Two additional paediatric imaging recommendations have been elaborated by the joint working groups on renal transplantation and cystic kidney disease, and a statement has been taken on paediatric ce-US. Again, the aim was to improve and standardise children’s uroradiology imaging procedures, and to minimise invasiveness and radiation. The recommendations are meant to be applicable throughout Europe allowing for individual and local adaptation. As for the previous work, the recommendations are based on new knowledge, thorough review of literature, discussion and search for consensus, leading to an improved diagnostic imaging approach. Yet, restricted availability of evidence still limits optimal imaging algorithms. Non-member experts and colleagues from partner disciplines have participated in the discussion with the respective societies and additional surveys allowed for deducting a larger picture. The recommendations on childhood cystic kidney disease and renal transplantation have been presented and discussed during the mini-symposium on paediatric uroradiology at the annual ESPR meeting, May 2011 in London, United Kingdom, and subsequently at the annual ESUR meeting, October 2011 in Dubrovnik, Croatia. All relevant comments have been included in the drafting of the new recommendations. We hope that they will help to streamline the imaging procedures in paediatric uroradiology throughout Europe in spite of some unresolved issues and a wide variance of local practices and that the included information will be used for less invasive and nonirradiating imaging in children. Standardised imaging as well as growing experience with imaging algorithms and procedures are the prerequisites for future multicentre studies and meta-analysis, eventually yielding more evidence-based recommendations and guidelines.
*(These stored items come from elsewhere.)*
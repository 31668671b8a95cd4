//! Port for the handlers invoked after the pipeline.
use async_trait::async_trait;
use axum::{body::Body, response::Response};
use http::Request;

use crate::core::context::RequestContext;

/// ModuleHandler defines the port for the continuation behind a route's
/// `target` option. Handlers only ever see contexts with resolved route and
/// authentication attributes; the pipeline guarantees it.
#[async_trait]
pub trait ModuleHandler: Send + Sync + 'static {
    async fn handle(&self, req: Request<Body>, ctx: &RequestContext) -> Response;
}
//! Route matching against the immutable route table.
//!
//! Candidates are tested in the table's priority order (literal patterns
//! before variable patterns before wildcard patterns, registration order
//! within a class); the first satisfying match wins and there is no
//! backtracking across multiple matches. Matching is a pure function over the
//! table and the request path.
use std::{collections::HashMap, sync::Arc};

use http::Method;

use crate::core::{
    error::PipelineError,
    route::{Route, RouteTable},
};

/// A successful match: the bound route, the extracted variable values and the
/// normalized request path they were bound against.
#[derive(Debug, Clone)]
pub struct RouteMatch {
    pub route: Arc<Route>,
    pub params: HashMap<String, String>,
    pub path: String,
}

/// Resolves request paths against a shared [`RouteTable`].
#[derive(Debug, Clone)]
pub struct RouteMatcher {
    table: Arc<RouteTable>,
}

impl RouteMatcher {
    pub fn new(table: Arc<RouteTable>) -> Self {
        Self { table }
    }

    pub fn table(&self) -> &Arc<RouteTable> {
        &self.table
    }

    /// Resolve a request path and method to a route.
    pub fn match_request(&self, path: &str, method: &Method) -> Result<RouteMatch, PipelineError> {
        let path = normalize_path(path);

        for route in self.table.candidates() {
            if !route.allows_method(method) {
                continue;
            }
            if let Some(params) = route.pattern().bind(&path) {
                return Ok(RouteMatch {
                    route: route.clone(),
                    params,
                    path,
                });
            }
        }

        Err(PipelineError::RouteNotFound { path })
    }
}

/// Normalize a request path: leading slash, no trailing slash (except the
/// root), collapsed duplicate slashes.
pub fn normalize_path(raw: &str) -> String {
    let mut path = String::with_capacity(raw.len() + 1);
    path.push('/');
    for segment in raw.split('/').filter(|s| !s.is_empty()) {
        if !path.ends_with('/') {
            path.push('/');
        }
        path.push_str(segment);
    }
    path
}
Imaging in childhood cystic kidney disease

New insights based on genetics and microphysiology lead to reviewing the classification of cystic kidney disease. The updated classification has significant implications on imaging and diagnostic algorithms, since diagnosis and disease classification in the fetus, neonate and child are heavily based on the imaging results (Fig. 1).

The new understanding of childhood cystic kidney disease (CCKD) requires a threefold knowledge for its classification, especially in an ultrasonographically suspected fetal or neonatal diagnosis. These are: (1) the modern classification of CCKD, (2) the newly gained genetic insights, particularly the concept of ciliary connections and hepato-renal fibrocystic disease, and (3) the normal ultrasonographic appearance of the fetal, neonatal and paediatric kidney with its age-characteristic presentation. This renders the close cooperation with the paediatric nephrologist indispensable. We thank Dr. Michèle Hall (Brussels, Belgium) for her valuable participation in this effort.
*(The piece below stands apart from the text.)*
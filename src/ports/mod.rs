pub mod authenticator;
pub mod handler;
pub mod localizer;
The new classification of cystic renal abnormality is based on the two categories of genetic versus nongenetic origin. In the neonate, the nongenetic cystic renal abnormality is most commonly caused by cystic renal dysplasia from severe obstruction and/or reflux during intrauterine life, mostly leading to a multicystic dysplastic kidney (MCDK). Other causes of non-inherited paediatric cystic renal abnormality are cystic tumours and malformation, (segmental) cystic nephroma, post-traumatic or postoperative cysts and simple renal cysts. In chronic renal insufficiency or in native kidneys after transplantation, cystic transformation is relatively common. The genetic diseases include the well-known autosomal dominant or recessive polycystic kidney disease (ADPKD or ARPKD) and more recently recognised entities such as glomerulocystic kidney disease, TCF II anomalies, the nephronophthisis complex and medullary cystic dysplasia. Some partially replace older terminology such as the medullary sponge kidney or the Potter classification. It also includes the known syndromatous conditions such as Alport syndrome.
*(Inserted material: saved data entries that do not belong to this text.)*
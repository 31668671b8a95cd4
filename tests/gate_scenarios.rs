// End-to-end pipeline tests: route matching, access enforcement and aspect
// publishing observed from a handler's point of view.
#[cfg(test)]
mod test {
    use std::sync::{
        Arc, Mutex,
        atomic::{AtomicUsize, Ordering},
    };

    use async_trait::async_trait;
    use atrium::{
        adapters::{HandlerRegistry, SessionStore, StaticLocaleResolver, build_pipeline},
        config::models::{RouteEntry, ServerConfig},
        core::{AuthenticationGate, RequestContext, RouteTable, route::Access},
        ports::{
            authenticator::{AuthError, Authenticator, Credentials, Identity},
            handler::ModuleHandler,
        },
    };
    use axum::{Router, body::Body, response::{IntoResponse, Response}};
    use http::{Request, StatusCode, header};
    use tower::ServiceExt; // for oneshot

    /// Counts invocations and records the context the handler observed.
    struct RecordingHandler {
        calls: Arc<AtomicUsize>,
        seen: Arc<Mutex<Option<RequestContext>>>,
    }

    #[async_trait]
    impl ModuleHandler for RecordingHandler {
        async fn handle(&self, _req: Request<Body>, ctx: &RequestContext) -> Response {
            self.calls.fetch_add(1, Ordering::SeqCst);
            *self.seen.lock().unwrap() = Some(ctx.clone());
            StatusCode::OK.into_response()
        }
    }

    struct CountingAuthenticator {
        calls: Arc<AtomicUsize>,
    }

    #[async_trait]
    impl Authenticator for CountingAuthenticator {
        async fn resolve_identity(&self, _credentials: &Credentials) -> Result<Identity, AuthError> {
            self.calls.fetch_add(1, Ordering::SeqCst);
            Ok(Identity::anonymous())
        }
    }

    struct FailingAuthenticator;

    #[async_trait]
    impl Authenticator for FailingAuthenticator {
        async fn resolve_identity(&self, _credentials: &Credentials) -> Result<Identity, AuthError> {
            Err(AuthError::StoreUnavailable("session store offline".to_string()))
        }
    }

    fn route(id: &str, path: &str, target: &str, access: Option<Access>) -> RouteEntry {
        RouteEntry {
            id: id.to_string(),
            path: path.to_string(),
            target: target.to_string(),
            access,
            methods: vec![],
        }
    }

    fn config() -> Arc<ServerConfig> {
        Arc::new(
            ServerConfig::builder()
                // Intentionally no access option: covered by the legacy
                // allow-list only.
                .route(route("login", "/login", "handler", None))
                .route(route("module", "/modules/{module}", "handler", None))
                .route(route("open", "/open", "handler", Some(Access::Public)))
                .route(route("admin", "/settings", "handler", Some(Access::Admin)))
                .build()
                .unwrap(),
        )
    }

    struct Harness {
        app: Router,
        store: Arc<SessionStore>,
        calls: Arc<AtomicUsize>,
        seen: Arc<Mutex<Option<RequestContext>>>,
    }

    fn harness_with(authenticator: Option<Arc<dyn Authenticator>>) -> Harness {
        let config = config();
        let table = Arc::new(RouteTable::from_entries(&config.routes).unwrap());
        let store = Arc::new(SessionStore::new(3600));
        let authenticator: Arc<dyn Authenticator> = match authenticator {
            Some(authenticator) => authenticator,
            None => store.clone(),
        };
        let gate = Arc::new(AuthenticationGate::new(
            authenticator,
            Arc::new(StaticLocaleResolver::new("en")),
        ));

        let calls = Arc::new(AtomicUsize::new(0));
        let seen = Arc::new(Mutex::new(None));
        let mut registry = HandlerRegistry::new();
        registry.register(
            "handler",
            Arc::new(RecordingHandler {
                calls: calls.clone(),
                seen: seen.clone(),
            }),
        );

        let app = build_pipeline(table, gate, Arc::new(registry), config);
        Harness {
            app,
            store,
            calls,
            seen,
        }
    }

    fn harness() -> Harness {
        harness_with(None)
    }

    fn get(path: &str) -> Request<Body> {
        Request::builder().uri(path).body(Body::empty()).unwrap()
    }

    fn get_with_cookie(path: &str, token: &str) -> Request<Body> {
        Request::builder()
            .uri(path)
            .header(header::COOKIE, format!("atrium_session={token}"))
            .body(Body::empty())
            .unwrap()
    }

    // Scenario A: no access option, path on the legacy allow-list.
    #[tokio::test]
    async fn legacy_allow_list_path_is_served_without_a_session() {
        let h = harness();
        let response = h.app.oneshot(get("/login")).await.unwrap();
        assert_eq!(response.status(), StatusCode::OK);
        assert_eq!(h.calls.load(Ordering::SeqCst), 1);

        let seen = h.seen.lock().unwrap().clone().unwrap();
        assert!(!seen.aspects().user().unwrap().authenticated);
        assert!(seen.aspects().workspace().unwrap().is_live());
    }

    // Scenario B: private route with a valid session cookie.
    #[tokio::test]
    async fn valid_session_reaches_the_handler_with_aspects() {
        let h = harness();
        let token = h
            .store
            .open_session(7, "editor", false, Some("draft".to_string()), Some("de".to_string()))
            .await;

        let response = h
            .app
            .oneshot(get_with_cookie("/modules/foo", &token))
            .await
            .unwrap();
        assert_eq!(response.status(), StatusCode::OK);
        assert_eq!(h.calls.load(Ordering::SeqCst), 1);

        let seen = h.seen.lock().unwrap().clone().unwrap();
        let user = seen.aspects().user().unwrap().clone();
        assert_eq!(user.id, 7);
        assert_eq!(user.username, "editor");
        assert!(user.authenticated);
        assert_eq!(seen.aspects().workspace().unwrap().id, "draft");
        assert_eq!(seen.locale().unwrap().tag, "de");
        assert_eq!(seen.param("module"), Some("foo"));
    }

    #[tokio::test]
    async fn workspace_defaults_to_live_when_unset() {
        let h = harness();
        let token = h.store.open_session(7, "editor", false, None, None).await;
        let response = h
            .app
            .oneshot(get_with_cookie("/modules/foo", &token))
            .await
            .unwrap();
        assert_eq!(response.status(), StatusCode::OK);

        let seen = h.seen.lock().unwrap().clone().unwrap();
        assert!(seen.aspects().workspace().unwrap().is_live());
        assert_eq!(seen.locale().unwrap().tag, "en");
    }

    // Scenario C: private route without a session.
    #[tokio::test]
    async fn missing_session_redirects_to_login_and_skips_the_handler() {
        let h = harness();
        let response = h.app.oneshot(get("/modules/foo")).await.unwrap();

        assert_eq!(response.status(), StatusCode::FOUND);
        assert_eq!(
            response.headers().get(header::LOCATION).unwrap(),
            "/login?redirect=%2Fmodules%2Ffoo"
        );
        assert_eq!(h.calls.load(Ordering::SeqCst), 0);
        assert!(h.seen.lock().unwrap().is_none());
    }

    #[tokio::test]
    async fn api_clients_get_401_instead_of_a_redirect() {
        let h = harness();
        let response = h
            .app
            .oneshot(
                Request::builder()
                    .uri("/modules/foo")
                    .header(header::ACCEPT, "application/json")
                    .body(Body::empty())
                    .unwrap(),
            )
            .await
            .unwrap();
        assert_eq!(response.status(), StatusCode::UNAUTHORIZED);
        assert_eq!(h.calls.load(Ordering::SeqCst), 0);
    }

    #[tokio::test]
    async fn invalid_session_token_is_rejected_on_private_routes() {
        let h = harness();
        let response = h
            .app
            .oneshot(get_with_cookie("/modules/foo", "stale-token"))
            .await
            .unwrap();
        assert_eq!(response.status(), StatusCode::FOUND);
        assert_eq!(h.calls.load(Ordering::SeqCst), 0);
    }

    // Public routes never block, even with an invalid session.
    #[tokio::test]
    async fn public_route_is_served_with_an_invalid_session() {
        let h = harness();
        let response = h
            .app
            .oneshot(get_with_cookie("/open", "stale-token"))
            .await
            .unwrap();
        assert_eq!(response.status(), StatusCode::OK);
        assert_eq!(h.calls.load(Ordering::SeqCst), 1);
    }

    // Scenario D: unmatched path short-circuits before the gate.
    #[tokio::test]
    async fn unmatched_path_never_consults_the_authenticator() {
        let auth_calls = Arc::new(AtomicUsize::new(0));
        let h = harness_with(Some(Arc::new(CountingAuthenticator {
            calls: auth_calls.clone(),
        })));

        let response = h.app.oneshot(get("/does-not-exist")).await.unwrap();
        assert_eq!(response.status(), StatusCode::NOT_FOUND);
        assert_eq!(auth_calls.load(Ordering::SeqCst), 0);
        assert_eq!(h.calls.load(Ordering::SeqCst), 0);
    }

    #[tokio::test]
    async fn admin_route_requires_an_admin_session() {
        let h = harness();
        let token = h.store.open_session(7, "editor", false, None, None).await;
        let response = h
            .app
            .oneshot(get_with_cookie("/settings", &token))
            .await
            .unwrap();
        assert_eq!(response.status(), StatusCode::FOUND);
        assert_eq!(h.calls.load(Ordering::SeqCst), 0);
    }

    #[tokio::test]
    async fn admin_session_passes_the_admin_route() {
        let h = harness();
        let token = h.store.open_session(1, "admin", true, None, None).await;
        let response = h
            .app
            .oneshot(get_with_cookie("/settings", &token))
            .await
            .unwrap();
        assert_eq!(response.status(), StatusCode::OK);
        assert_eq!(h.calls.load(Ordering::SeqCst), 1);
    }

    #[tokio::test]
    async fn bootstrap_failure_is_a_server_error_even_on_public_routes() {
        let h = harness_with(Some(Arc::new(FailingAuthenticator)));
        let response = h.app.oneshot(get("/open")).await.unwrap();
        assert_eq!(response.status(), StatusCode::INTERNAL_SERVER_ERROR);
        assert_eq!(h.calls.load(Ordering::SeqCst), 0);
    }
}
Congenital nongenetic cystic renal abnormality is frequently associated with pathological urinary tract development and, commonly, with urinary tract dilatation. It appears to be a consequence of early defects in the connection between the ureteral bud and the renal blastema. Other nongenetic—i.e. acquired cystic renal abnormalities, appearing rather later in childhood—are the simple renal cysts and a diagnostic spectrum that includes some evolving malformations, tertiary calyx, calyceal diverticulum, post-traumatic or postoperative cysts and various cystic benign or malignant tumourous conditions.

Normal US of the fetal kidney is defined by its size matched to the gestational age, its characteristic corticomedullary differentiation appreciable as of mid-trimester, and the cortical echogenicity. Compared with liver the renal cortex is hyperechoic in early pregnancy, isoechoic in mid-pregnancy, and eventually may become hypoechoic after 32 weeks’ gestation. The normal size of a neonatal kidney must correspond to the patient’s age and weight. The corticomedullary differentiation is prominent in the neonate, with physiological echogenicity in the distal medullary pyramids spontaneously resolving with time. The cortical echogenicity is iso- or hyperechoic to the liver.

The renal corticomedullary differentiation decreases during infancy, as the cortex becomes relatively hypo-echogenic, eventually being even less echogenic than liver, while the neonatal echogenicity of the distal medulla disappears. Age-matched size remains essential; dedicated volume calculation is more informative than length assessment only.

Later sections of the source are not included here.